What you need to do. Go through the entries and copy every line that has the string "Wellness" in it.

[Extracted data entries]
● ● ● ● ● ● ●
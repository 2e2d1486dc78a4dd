//! Transient notification banners.
//!
//! Toasts live in an ordered queue and expire against a deadline swept by the
//! tick handler. Manual removal and expiry share the same removal path, and a
//! toast's deadline is stored on the toast itself, so dismissing one early
//! leaves nothing behind to fire later.

use std::time::{Duration, Instant};

pub type ToastId = u64;

pub const DEFAULT_TOAST_DURATION: Duration = Duration::from_millis(3000);

#[derive(Debug, Clone, Copy, PartialEq, Eq)]
pub enum ToastKind {
    Success,
    Error,
    Warning,
    Info,
}

#[derive(Debug, Clone)]
pub struct Toast {
    pub id: ToastId,
    pub message: String,
    pub kind: ToastKind,
    pub expires_at: Instant,
}

/// Ordered toast queue with unique ids and a size cap.
#[derive(Debug)]
pub struct ToastQueue {
    toasts: Vec<Toast>,
    next_id: ToastId,
    max_visible: usize,
}

impl ToastQueue {
    pub fn new(max_visible: usize) -> Self {
        Self {
            toasts: Vec::new(),
            next_id: 0,
            max_visible: max_visible.max(1),
        }
    }

    /// Append a toast and return its id. The oldest toast is evicted when the
    /// queue is full.
    pub fn show(
        &mut self,
        message: impl Into<String>,
        kind: ToastKind,
        duration: Duration,
        now: Instant,
    ) -> ToastId {
        let id = self.next_id;
        self.next_id += 1;
        self.toasts.push(Toast {
            id,
            message: message.into(),
            kind,
            expires_at: now + duration,
        });
        if self.toasts.len() > self.max_visible {
            self.toasts.remove(0);
        }
        id
    }

    /// Remove the toast with `id` if present. No-op otherwise.
    pub fn remove(&mut self, id: ToastId) -> bool {
        let before = self.toasts.len();
        self.toasts.retain(|t| t.id != id);
        self.toasts.len() != before
    }

    /// Drop every toast whose deadline has passed. Returns how many were
    /// removed so the caller can mark the frame dirty.
    pub fn sweep_expired(&mut self, now: Instant) -> usize {
        let before = self.toasts.len();
        self.toasts.retain(|t| t.expires_at > now);
        before - self.toasts.len()
    }

    pub fn iter(&self) -> impl Iterator<Item = &Toast> {
        self.toasts.iter()
    }

    pub fn is_empty(&self) -> bool {
        self.toasts.is_empty()
    }

    pub fn len(&self) -> usize {
        self.toasts.len()
    }
}

#[cfg(test)]
mod tests {
    use super::*;

    fn queue() -> ToastQueue {
        ToastQueue::new(8)
    }

    #[test]
    fn show_assigns_unique_ids_in_order() {
        let now = Instant::now();
        let mut q = queue();
        let a = q.show("one", ToastKind::Info, DEFAULT_TOAST_DURATION, now);
        let b = q.show("two", ToastKind::Success, DEFAULT_TOAST_DURATION, now);
        assert_ne!(a, b);
        let messages: Vec<_> = q.iter().map(|t| t.message.as_str()).collect();
        assert_eq!(messages, ["one", "two"]);
    }

    #[test]
    fn expiry_removes_exactly_once() {
        let now = Instant::now();
        let mut q = queue();
        q.show("bye", ToastKind::Info, Duration::from_millis(100), now);
        assert_eq!(q.sweep_expired(now + Duration::from_millis(50)), 0);
        assert_eq!(q.sweep_expired(now + Duration::from_millis(150)), 1);
        assert!(q.is_empty());
        // A later sweep finds nothing left to remove.
        assert_eq!(q.sweep_expired(now + Duration::from_secs(10)), 0);
    }

    #[test]
    fn manual_removal_cancels_the_deadline() {
        let now = Instant::now();
        let mut q = queue();
        let id = q.show("bye", ToastKind::Warning, Duration::from_millis(100), now);
        assert!(q.remove(id));
        // The expiry sweep must not act a second time.
        assert_eq!(q.sweep_expired(now + Duration::from_secs(1)), 0);
        // Removing an unknown id is a no-op.
        assert!(!q.remove(id));
        assert!(!q.remove(999));
    }

    #[test]
    fn independent_deadlines() {
        let now = Instant::now();
        let mut q = queue();
        q.show("short", ToastKind::Info, Duration::from_millis(100), now);
        let long = q.show("long", ToastKind::Info, Duration::from_millis(500), now);
        assert_eq!(q.sweep_expired(now + Duration::from_millis(200)), 1);
        assert_eq!(q.len(), 1);
        assert_eq!(q.iter().next().unwrap().id, long);
    }

    #[test]
    fn cap_evicts_oldest_first() {
        let now = Instant::now();
        let mut q = ToastQueue::new(2);
        q.show("a", ToastKind::Info, DEFAULT_TOAST_DURATION, now);
        q.show("b", ToastKind::Info, DEFAULT_TOAST_DURATION, now);
        q.show("c", ToastKind::Info, DEFAULT_TOAST_DURATION, now);
        let messages: Vec<_> = q.iter().map(|t| t.message.as_str()).collect();
        assert_eq!(messages, ["b", "c"]);
    }
}
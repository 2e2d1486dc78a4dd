pub mod action;
pub mod event;
pub mod handler;
pub mod state;
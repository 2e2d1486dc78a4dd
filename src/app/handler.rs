use crate::app::action::Action;
use crate::app::event::AppEvent;
use crate::app::state::*;
use crate::feed;
use crate::forms::{self, FormError};
use crate::toast::ToastKind;
use crossterm::event::{Event as CEvent, KeyCode, KeyEvent, KeyEventKind, KeyModifiers};
use std::time::{Duration, Instant};

/// Drive the app with one event. `now` is threaded through so tests can run
/// the clock by hand; the main loop passes `Instant::now()`.
pub fn handle_event(state: &mut AppState, event: AppEvent, now: Instant) -> Vec<Action> {
    match event {
        AppEvent::Terminal(cevent) => {
            state.dirty = true;
            handle_terminal(state, cevent, now)
        }
        AppEvent::Tick => handle_tick(state, now),
    }
}

fn handle_tick(state: &mut AppState, now: Instant) -> Vec<Action> {
    let mut actions = Vec::new();
    state.tick_count = state.tick_count.wrapping_add(1);

    if state.toasts.sweep_expired(now) > 0 {
        state.dirty = true;
    }

    for kind in state.take_due_ops(now) {
        complete_op(state, kind, now, &mut actions);
        state.dirty = true;
    }

    if state.advance_animations(now) {
        state.dirty = true;
    }

    actions
}

/// A deferred op reached its deadline while its owning screen is still live.
fn complete_op(state: &mut AppState, kind: PendingKind, now: Instant, actions: &mut Vec<Action>) {
    match kind {
        PendingKind::SplashDone => {
            let route = if state.session.is_logged_in() {
                Route::Tabs
            } else {
                Route::Login
            };
            state.set_route(route, now);
        }
        PendingKind::Login {
            email,
            password,
            sign_up,
        } => {
            state.login.loading = false;
            if sign_up {
                state.session.begin_demo_session();
                state.modal = Some(Modal::with_buttons(
                    "Success",
                    "Account created! You are now logged in.",
                    vec![("OK".into(), ModalChoice::SignupOk)],
                ));
            } else if state.session.login(&email, &password) {
                state.set_route(Route::Tabs, now);
            } else {
                state.modal = Some(Modal::info(
                    "Login failed",
                    FormError::InvalidCredentials.to_string(),
                ));
            }
        }
        PendingKind::InitialLoad => {
            let animations = state.animations();
            state.home.enter_ready(now, animations);
        }
        PendingKind::Refresh => {
            state.home.refreshing = false;
            state.home.search.clear();
            state.home.apply_filter();
            let animations = state.animations();
            state.home.restart_card_fades(now, animations);
        }
        PendingKind::Post {
            skill,
            category,
            description,
        } => {
            state.create.posting = false;
            actions.push(Action::LogCreatedOffer {
                skill,
                category,
                description,
            });
            state.modal = Some(Modal::with_buttons(
                "Posted",
                "Your post was logged. Returning to Home.",
                vec![("OK".into(), ModalChoice::PostOk)],
            ));
        }
    }
}

fn handle_terminal(state: &mut AppState, event: CEvent, now: Instant) -> Vec<Action> {
    match event {
        CEvent::Key(key) => handle_key(state, key, now),
        CEvent::Resize(_, _) => {
            state.dirty = true;
            vec![]
        }
        _ => vec![],
    }
}

fn handle_key(state: &mut AppState, key: KeyEvent, now: Instant) -> Vec<Action> {
    if key.kind == KeyEventKind::Release {
        return vec![];
    }

    // Global keybindings
    if key.modifiers.contains(KeyModifiers::CONTROL) && key.code == KeyCode::Char('c') {
        return vec![Action::Quit];
    }

    // A modal captures all input while visible
    if state.modal.is_some() {
        handle_modal_key(state, key, now);
        return vec![];
    }

    match state.route {
        Route::Splash => handle_splash_key(state, key, now),
        Route::Login => handle_login_key(state, key, now),
        Route::Tabs => handle_tabs_key(state, key, now),
    }
    vec![]
}

fn handle_modal_key(state: &mut AppState, key: KeyEvent, now: Instant) {
    let Some(modal) = state.modal.as_mut() else {
        return;
    };
    match key.code {
        KeyCode::Left | KeyCode::BackTab => {
            if modal.selected > 0 {
                modal.selected -= 1;
            }
        }
        KeyCode::Right | KeyCode::Tab => {
            if modal.selected + 1 < modal.buttons.len() {
                modal.selected += 1;
            }
        }
        KeyCode::Esc => {
            state.modal = None;
        }
        KeyCode::Enter => {
            let modal = state.modal.take().expect("modal checked above");
            let (_, choice) = &modal.buttons[modal.selected];
            activate_modal_choice(state, *choice, now);
        }
        _ => {}
    }
}
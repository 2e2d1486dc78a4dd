//! Skill offer fixtures and the client-side search filter.
//!
//! The offer list is a fixed set of demo records; nothing is ever created,
//! updated, or deleted at runtime. Search is a plain case-insensitive
//! substring test over skill, description, and category.

#[derive(Debug, Clone, PartialEq, Eq)]
pub struct SkillOffer {
    pub id: &'static str,
    pub skill: &'static str,
    pub user: &'static str,
    pub description: &'static str,
    pub category: &'static str,
}

pub const OFFERS: &[SkillOffer] = &[
    SkillOffer {
        id: "1",
        skill: "Python Tutoring",
        user: "Ali",
        description: "Learn Python fundamentals from scratch.",
        category: "Programming",
    },
    SkillOffer {
        id: "2",
        skill: "Guitar Lessons",
        user: "Fatima",
        description: "Acoustic and electric basics with chords and rhythm.",
        category: "Music",
    },
    SkillOffer {
        id: "3",
        skill: "Drawing Basics",
        user: "Ahmed",
        description: "Pencil drawing, shading, and composition for beginners.",
        category: "Art",
    },
    SkillOffer {
        id: "4",
        skill: "Yoga & Meditation",
        user: "Sara",
        description: "Breathing, stretching, and mindfulness practices.",
        category: "Wellness",
    },
];

/// Categories selectable on the create-post form.
pub const CATEGORIES: &[(&str, &str)] = &[
    ("music", "Music"),
    ("language", "Language"),
    ("art", "Art"),
    ("programming", "Programming"),
    ("wellness", "Wellness"),
    ("photography", "Photography"),
    ("cooking", "Cooking"),
    ("sports", "Sports"),
    ("other", "Other"),
];

/// Filter `offers` by a free-text query.
///
/// Case-insensitive substring match against skill, description, or category.
/// An empty or whitespace-only query returns the full list. Order is
/// preserved; the filter is pure, so equal inputs always yield equal output.
pub fn filter_offers<'a>(offers: &'a [SkillOffer], query: &str) -> Vec<&'a SkillOffer> {
    let query = query.trim().to_lowercase();
    if query.is_empty() {
        return offers.iter().collect();
    }
    offers
        .iter()
        .filter(|offer| {
            offer.skill.to_lowercase().contains(&query)
                || offer.description.to_lowercase().contains(&query)
                || offer.category.to_lowercase().contains(&query)
        })
        .collect()
}
/// Side effects the handler asks the main loop to perform.
#[derive(Debug, PartialEq, Eq)]
pub enum Action {
    /// Record a created skill offer in the activity log. Logging is the
    /// entire persistence story for posted offers.
    LogCreatedOffer {
        skill: String,
        category: String,
        description: String,
    },
    Quit,
}
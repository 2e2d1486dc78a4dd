use crate::app::state::{AppState, CreateFocus};
use crate::feed;
use crate::ui::theme::Theme;
use crate::ui::widgets;
use ratatui::prelude::*;
use ratatui::widgets::Paragraph;

pub fn render(frame: &mut Frame, area: Rect, state: &AppState) {
    let create = &state.create;
    let chunks = Layout::vertical([
        Constraint::Length(2), // heading
        Constraint::Length(3), // skill
        Constraint::Length(4), // category chips
        Constraint::Length(6), // description
        Constraint::Length(1), // submit
        Constraint::Length(2), // note
    ])
    .split(area);

    frame.render_widget(
        Paragraph::new(vec![
            Line::styled("Share a Skill", Theme::title()),
            Line::styled(
                "Tell others what you can teach them",
                Theme::text_secondary(),
            ),
        ]),
        chunks[0],
    );

    let editing = state.modal.is_none() && !create.posting;
    widgets::text_field(
        frame,
        chunks[1],
        &create.skill,
        "Skill name *",
        create.focus == CreateFocus::Skill,
        false,
        editing && create.focus == CreateFocus::Skill,
    );

    render_categories(frame, chunks[2], state);

    widgets::text_field(
        frame,
        chunks[3],
        &create.description,
        "Description *",
        create.focus == CreateFocus::Description,
        false,
        editing && create.focus == CreateFocus::Description,
    );

    let label = if create.posting {
        "Posting..."
    } else {
        "Post Skill  ⏎"
    };
    let button_area = Rect {
        width: area.width.min(24),
        ..chunks[4]
    };
    widgets::button(frame, button_area, label, create.focus == CreateFocus::Submit);

    frame.render_widget(
        Paragraph::new("* Required fields").style(Theme::text_tertiary()),
        chunks[5],
    );
}

fn render_categories(frame: &mut Frame, area: Rect, state: &AppState) {
    let create = &state.create;
    let focused = create.focus == CreateFocus::Category;
    let title_style = if focused {
        Theme::label()
    } else {
        Theme::text_secondary()
    };
    let rows = Layout::vertical([Constraint::Length(1), Constraint::Length(2)]).split(area);
    frame.render_widget(Paragraph::new("Category *").style(title_style), rows[0]);

    let mut spans: Vec<Span> = Vec::new();
    for (index, (_, label)) in feed::CATEGORIES.iter().enumerate() {
        let style = if create.category == Some(index) {
            Theme::chip_selected()
        } else if focused && index == create.category_cursor {
            Theme::chip_cursor()
        } else {
            Theme::chip()
        };
        spans.push(Span::styled(format!(" {label} "), style));
        spans.push(Span::raw(" "));
    }
    frame.render_widget(
        Paragraph::new(Line::from(spans)).wrap(ratatui::widgets::Wrap { trim: false }),
        rows[1],
    );
}
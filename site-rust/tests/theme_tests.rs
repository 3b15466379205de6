use portfolio_site::{
    theme::{
        FileStorage, MemoryStorage, PreferenceStorage, ThemeState, ThemeStore, DARK_PALETTE,
        LIGHT_PALETTE, THEME_STORAGE_KEY,
    },
    SiteError, SiteResult,
};
use std::sync::{
    atomic::{AtomicUsize, Ordering},
    Arc, Mutex,
};

/// Storage whose every call fails.
struct BrokenStorage;

impl PreferenceStorage for BrokenStorage {
    fn load(&self, _key: &str) -> SiteResult<Option<String>> {
        Err(SiteError::Config("storage unavailable".to_string()))
    }

    fn save(&self, _key: &str, _value: &str) -> SiteResult<()> {
        Err(SiteError::Config("storage unavailable".to_string()))
    }
}

#[test]
fn falls_back_to_system_preference_when_nothing_is_stored() {
    let dark = ThemeStore::new(Arc::new(MemoryStorage::new()), true);
    assert!(dark.is_dark());

    let light = ThemeStore::new(Arc::new(MemoryStorage::new()), false);
    assert!(!light.is_dark());
}

#[test]
fn stored_preference_wins_over_system_preference() {
    let storage = Arc::new(MemoryStorage::new());
    storage.save(THEME_STORAGE_KEY, "light").unwrap();

    let store = ThemeStore::new(storage, true);
    assert_eq!(store.theme(), ThemeState { is_dark: false });
}

#[test]
fn unknown_stored_value_is_ignored() {
    let storage = Arc::new(MemoryStorage::new());
    storage.save(THEME_STORAGE_KEY, "sepia").unwrap();

    let store = ThemeStore::new(storage, true);
    assert!(store.is_dark());
}

#[test]
fn toggling_twice_restores_the_original_theme() {
    let storage = Arc::new(MemoryStorage::new());
    let store = ThemeStore::new(storage.clone(), false);

    assert!(store.toggle().is_dark);
    assert_eq!(storage.load(THEME_STORAGE_KEY).unwrap().as_deref(), Some("dark"));

    assert!(!store.toggle().is_dark);
    assert_eq!(storage.load(THEME_STORAGE_KEY).unwrap().as_deref(), Some("light"));
}

#[test]
fn preference_survives_a_restart_through_the_file() {
    let dir = tempfile::tempdir().unwrap();
    let path = dir.path().join("prefs.json");

    let store = ThemeStore::new(Arc::new(FileStorage::new(&path)), false);
    store.toggle();
    drop(store);

    let restored = ThemeStore::new(Arc::new(FileStorage::new(&path)), false);
    assert!(restored.is_dark());
}

#[test]
fn corrupt_preference_file_falls_back_and_is_replaced_on_save() {
    let dir = tempfile::tempdir().unwrap();
    let path = dir.path().join("prefs.json");
    std::fs::write(&path, "{not json").unwrap();

    let store = ThemeStore::new(Arc::new(FileStorage::new(&path)), true);
    assert!(store.is_dark());

    store.toggle();
    let storage = FileStorage::new(&path);
    assert_eq!(storage.load(THEME_STORAGE_KEY).unwrap().as_deref(), Some("light"));
}

#[test]
fn failing_storage_never_breaks_the_toggle() {
    let store = ThemeStore::new(Arc::new(BrokenStorage), true);
    assert!(store.is_dark());

    assert!(!store.toggle().is_dark);
    assert!(!store.is_dark());
}

#[test]
fn subscribers_see_every_toggle_until_dropped() {
    let store = ThemeStore::new(Arc::new(MemoryStorage::new()), false);
    let seen = Arc::new(Mutex::new(Vec::new()));
    let calls = Arc::new(AtomicUsize::new(0));

    let subscription = store.subscribe({
        let seen = seen.clone();
        move |theme| seen.lock().unwrap().push(theme.is_dark)
    });
    let _counter = store.subscribe({
        let calls = calls.clone();
        move |_| {
            calls.fetch_add(1, Ordering::SeqCst);
        }
    });
    assert_eq!(store.subscriber_count(), 2);

    store.toggle();
    store.toggle();
    drop(subscription);
    store.toggle();

    assert_eq!(*seen.lock().unwrap(), vec![true, false]);
    assert_eq!(calls.load(Ordering::SeqCst), 3);
    assert_eq!(store.subscriber_count(), 1);
}

#[test]
fn palette_follows_the_theme() {
    assert_eq!(ThemeState { is_dark: true }.palette(), DARK_PALETTE);
    assert_eq!(ThemeState { is_dark: false }.palette(), LIGHT_PALETTE);
    assert_eq!(ThemeState::parse("dark"), Some(ThemeState { is_dark: true }));
    assert_eq!(ThemeState::parse("light"), Some(ThemeState { is_dark: false }));
}
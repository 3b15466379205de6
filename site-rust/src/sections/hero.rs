use super::ImageSlot;
use crate::content::ContentCatalog;
use serde::Serialize;

#[derive(Debug, Clone, Serialize)]
#[serde(rename_all = "camelCase")]
pub struct HeroSection {
    pub section_id: &'static str,
    pub greeting: String,
    pub title: &'static str,
    pub typing_phrases: &'static [&'static str],
    /// Fixed word after the typed phrase.
    pub role_suffix: &'static str,
    pub tagline: &'static str,
    pub description: &'static str,
    pub avatar: ImageSlot,
    pub resume_url: &'static str,
    /// Anchor the primary call-to-action scrolls to.
    pub cta_target: &'static str,
}

#[must_use]
pub fn hero_section(catalog: &'static ContentCatalog) -> HeroSection {
    let personal = &catalog.personal;
    HeroSection {
        section_id: "home",
        greeting: format!("Hi, I'm {}!", personal.name),
        title: personal.title,
        typing_phrases: catalog.typing_phrases,
        role_suffix: "Developer",
        tagline: personal.tagline,
        description: personal.description,
        avatar: ImageSlot::new(Some(personal.avatar), personal.name, "👨‍💻"),
        resume_url: personal.resume_url,
        cta_target: "projects",
    }
}
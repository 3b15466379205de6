//! Intro splash shown before the landing page.

use crate::Lifecycle;
use serde::Serialize;
use std::time::Duration;
use tokio::sync::watch;

/// How long the splash stays fully visible.
pub const SPLASH_VISIBLE_FOR: Duration = Duration::from_millis(2800);
/// Length of the fade-out before the page is revealed.
pub const SPLASH_EXIT_FOR: Duration = Duration::from_millis(800);

#[derive(Debug, Clone, Copy, PartialEq, Eq, Serialize)]
#[serde(rename_all = "lowercase")]
pub enum SplashPhase {
    Visible,
    Exiting,
    Done,
}

/// Start the splash timers on `lifecycle`. The receiver observes
/// `Visible -> Exiting -> Done`; the landing page renders once it reads
/// `Done`. Unmounting stops the timers where they are.
pub fn start_splash(lifecycle: &Lifecycle) -> watch::Receiver<SplashPhase> {
    let (sender, receiver) = watch::channel(SplashPhase::Visible);
    lifecycle.spawn(async move {
        tokio::time::sleep(SPLASH_VISIBLE_FOR).await;
        sender.send_replace(SplashPhase::Exiting);
        tokio::time::sleep(SPLASH_EXIT_FOR).await;
        sender.send_replace(SplashPhase::Done);
        tracing::debug!("splash finished");
    });
    receiver
}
● ● ● ● ● ● ●
Answer space.
        category: "Wellness",
    ("wellness", "Wellness"),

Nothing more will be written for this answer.